Né à Caprese, il apprit la peinture chez Ghirlandaio. Sa sculpture révèle très vite l’influence des Grecs et des Romains ainsi que celle des artistes toscans comme Donatello. Il s’illustre à Florence, à la cour de Laurent de Médicis, dit le Magnifique.

Protégé de Laurent de Médicis, il rencontre les grands humanistes, comme Pic de la Mirandole, qui lui enseignent les préceptes néoplatoniciens et la volonté d’une synthèse entre la sagesse grecque et la foi chrétienne. Il effectua plusieurs voyages entre Venise, Rome et Florence, voyages jalonnés de chefs-d’œuvre.

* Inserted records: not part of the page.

//! Dispatch module for running a visit plan
//!
//! This module contains the concurrent scheduling core, including:
//! - Partitioning the total count into per-worker quotas
//! - Bounded retry with error-class-aware backoff
//! - Worker pool orchestration and graceful draining
//! - Cooperative shutdown signalling

mod coordinator;
mod partition;
mod retry;
mod shutdown;

pub use coordinator::Dispatcher;
pub use partition::{partition, WorkerQuota};
pub use retry::{backoff_delay, backoff_delay_with_factor, RetryPolicy};
pub use shutdown::{shutdown_channel, ShutdownSender, ShutdownToken};

use crate::config::Config;
use crate::monitor::SysinfoSampler;
use crate::output::{ConsoleReporter, RunSummary};
use crate::visit::HttpVisitorFactory;
use crate::Result;
use std::sync::Arc;

/// Runs a complete visit plan against the configured target
///
/// This is the main entry point for a production run. It wires the HTTP
/// visit capability, console progress reporting, and host CPU sampling into
/// a [`Dispatcher`] and runs it to completion.
///
/// # Arguments
///
/// * `config` - The validated run configuration
/// * `shutdown` - Token that drains the pool early when signalled
///
/// # Returns
///
/// * `Ok(RunSummary)` - Final statistics; produced even if every visit failed
///   or the run was interrupted
/// * `Err(RevisitError)` - The run could not start (bad target URL)
pub async fn run_visits(config: Config, shutdown: ShutdownToken) -> Result<RunSummary> {
    let factory = Arc::new(HttpVisitorFactory::new(
        &config.visit.target_url,
        config.http.clone(),
    )?);
    let reporter = Arc::new(ConsoleReporter::new(config.visit.total_visits));
    let sampler = Arc::new(SysinfoSampler::new());

    let dispatcher = Dispatcher::new(config, factory, reporter, sampler);
    Ok(dispatcher.run(shutdown).await)
}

Après la chute des Médicis, il se réfugie à Rome, auprès du pape Jules II. Celui-ci lui confie en 1502 le projet grandiose de son tombeau mais en 1508 il lui commande le décor de la voûte de la chapelle Sixtine. Les murs de cette chapelle vaticane ont déjà été peints de fresque par Botticelli, Ghirlandaio ou Le Pérugin. Michel-Ange, qui s’estime plus sculpteur que peintre, hésite. En définitive, vaincu par l’obstination du pape, il passera quatre années pénibles sur les échafaudages et nous laissera 800 m2 de fresques imposantes, représentant la création du monde, de l’Homme et le Déluge. Après un ultime séjour à Florence où il travaille à la chapelle funéraire des Médicis, il revient définitivement à Rome où il acheva entre autres le palais Farnèse. Peu après le saccage de Rome par les lansquenets allemands de l’empereur Charles Quint en 1527, le pape Paul III demande à l’artiste de réaménager la place du Capitole, siège du Sénat de la ville. Michel-Ange dessine le plan actuel, remarquable d’équilibre et d’harmonie, avec au centre de la petite place la statue en bronze de l’empereur Marc-Aurèle, héritée de l’Antiquité. En 1546, le pape lui confie le soin de reprendre la construction de la basilique Saint-pierre de Rome, délaissée depuis la mort de l’architecte Bramante, 32 ans plus tôt. Michel-Ange remanie les plans de son ancien rival. Il meurt le 18 février 1564 à Rome à l’âge de 89 ans.